SEOUL, Aug. 31 (Korea Bizwire) — Negative sentiment is growing against a family succession plan at Myungsung Church, one of the biggest churches in Korea by congregation size.
The Presbyterian church located in the southeastern district of Gangdong-gu, Seoul, is at the center of controversy, after Reverend Kim Ha-na was named lead pastor. Kim Ha-na is the son of Kim Sam-hwan, the Reverend Emeritus of the church.
Students of Presbyterian University and Theological Seminary (PUTS) have decided to boycott classes from August 28 to September 10 to protest the decision.
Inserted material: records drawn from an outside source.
//! Transactional query interface over the backing relational store.

use async_trait::async_trait;

use crate::error::AppError;
use crate::result::AppResult;
use crate::types::sql::{SqlRow, SqlValue};

/// Something that can run parameterized statements.
///
/// Statements use positional `?` placeholders; implementations translate
/// them to the target engine's dialect.
#[async_trait]
pub trait SqlExecutor: Send {
    /// Execute a statement and return the number of affected rows.
    async fn execute(&mut self, sql: &str, params: &[SqlValue]) -> AppResult<u64>;

    /// Run a query and return every row.
    async fn fetch_all(&mut self, sql: &str, params: &[SqlValue]) -> AppResult<Vec<SqlRow>>;

    /// Run a query and return the first row, if any.
    async fn fetch_optional(
        &mut self,
        sql: &str,
        params: &[SqlValue],
    ) -> AppResult<Option<SqlRow>> {
        Ok(self.fetch_all(sql, params).await?.into_iter().next())
    }

    /// Run a query that must return a row.
    async fn fetch_one(&mut self, sql: &str, params: &[SqlValue]) -> AppResult<SqlRow> {
        self.fetch_optional(sql, params)
            .await?
            .ok_or_else(|| AppError::database("Query returned no rows"))
    }
}

/// An atomic unit of work.
///
/// Dropping a unit of work without calling [`UnitOfWork::commit`] rolls it
/// back.
#[async_trait]
pub trait UnitOfWork: SqlExecutor {
    /// Make every statement of this unit durable.
    async fn commit(self: Box<Self>) -> AppResult<()>;

    /// Discard every statement of this unit.
    async fn rollback(self: Box<Self>) -> AppResult<()>;
}

/// The backing store.
#[async_trait]
pub trait Store: Send + Sync + std::fmt::Debug + 'static {
    /// Begin a new unit of work.
    async fn begin(&self) -> AppResult<Box<dyn UnitOfWork>>;

    /// Acquire a plain connection for reads and single-statement writes.
    async fn connection(&self) -> AppResult<Box<dyn SqlExecutor>>;
}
“Students have vowed in union to express our disapproval for such a practice to the church assembly,” said the PUTS student council.
Seban, the Solidarity for Anti-Family Succession in Churches, is holding a candlelight protest in front of Seoul Finance Center on September 6. The protest is being co-hosted by such Christian-affiliated organizations as the CLF, Cheongeoram ARMC and Good Teacher. Protestors will call for the succession plan at Myungsung Church to be revoked.
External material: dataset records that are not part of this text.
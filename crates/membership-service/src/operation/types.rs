//! Typed requests and the closed set of responses.

use serde::{Deserialize, Serialize};

use membership_entity::session::Session;

use crate::account::{ChangePasswordRequest, RegisterRequest};

/// Payload of a dispatched operation.
#[derive(Debug, Clone, Serialize, Deserialize)]
#[serde(tag = "type", rename_all = "kebab-case")]
pub enum Request {
    /// Username and password login.
    Login {
        /// Login name.
        username: String,
        /// Password.
        password: String,
    },
    /// End the session presented in the request context.
    Logout,
    /// Create an account.
    Register(RegisterRequest),
    /// Change the password of the session's account.
    ChangePassword(ChangePasswordRequest),
}

impl Request {
    /// Short name for logs.
    pub fn name(&self) -> &'static str {
        match self {
            Self::Login { .. } => "login",
            Self::Logout => "logout",
            Self::Register(_) => "register",
            Self::ChangePassword(_) => "change-password",
        }
    }
}

/// Every answer an operation can give.
#[derive(Debug, Clone, Serialize)]
#[serde(tag = "type", rename_all = "kebab-case")]
pub enum Response {
    /// Login succeeded.
    LoggedIn {
        /// The new session.
        session: Session,
        /// Signed session token.
        token: String,
    },
    /// Login refused.
    LoginFailed {
        /// User-facing message.
        message: String,
    },
    /// Session ended.
    LoggedOut {
        /// Account whose session ended.
        account_id: i64,
    },
    /// Account created.
    Registered {
        /// The new account's identifier.
        account_id: i64,
    },
    /// The password broke a rule; no account was created.
    RegistrationRejected {
        /// Rule that was broken.
        message: String,
    },
    /// Password changed.
    PasswordChanged {
        /// Token carrying the refreshed session.
        token: String,
    },
    /// Password change refused.
    PasswordRejected {
        /// User-facing reason.
        message: String,
    },
}

impl Response {
    /// Whether the operation did what was asked.
    pub fn is_success(&self) -> bool {
        matches!(
            self,
            Self::LoggedIn { .. }
                | Self::LoggedOut { .. }
                | Self::Registered { .. }
                | Self::PasswordChanged { .. }
        )
    }
}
Family succession in churches, in which a relative of the previous lead pastor, usually the son, succeeds the leadership, has been a practice sporadically seen in Korean churches, causing controversy both in and outside the Christian community.
In response, the General Assembly of the Presbyterian Church of Korea made a revision to its constitution in 2013 that prohibits a close family member of the retiring lead pastor from succeeding the position.
Myungsung Church has blatantly bypassed the law by dividing a portion of its congregation to Saenorae Myungsung Church in 2014, making Rev. Kim Ha-na its lead pastor, and then deciding to merge again in March 2017. The junior Kim took office in November.
In the meanwhile, Rev. Kim Sam-hwan retired in December 2015, and he has now officially become a “retired” lead pastor instead of a “retiring” one – therefore not against the constitution.
The Theological Education Committee of the denomination’s General Assembly bought in to that scheme and granted approval to the younger Kim’s leadership on Aug. 8 of this year.
The denomination’s general assembly, to be held between September 10 and 13, will be the last step to consolidate the approval.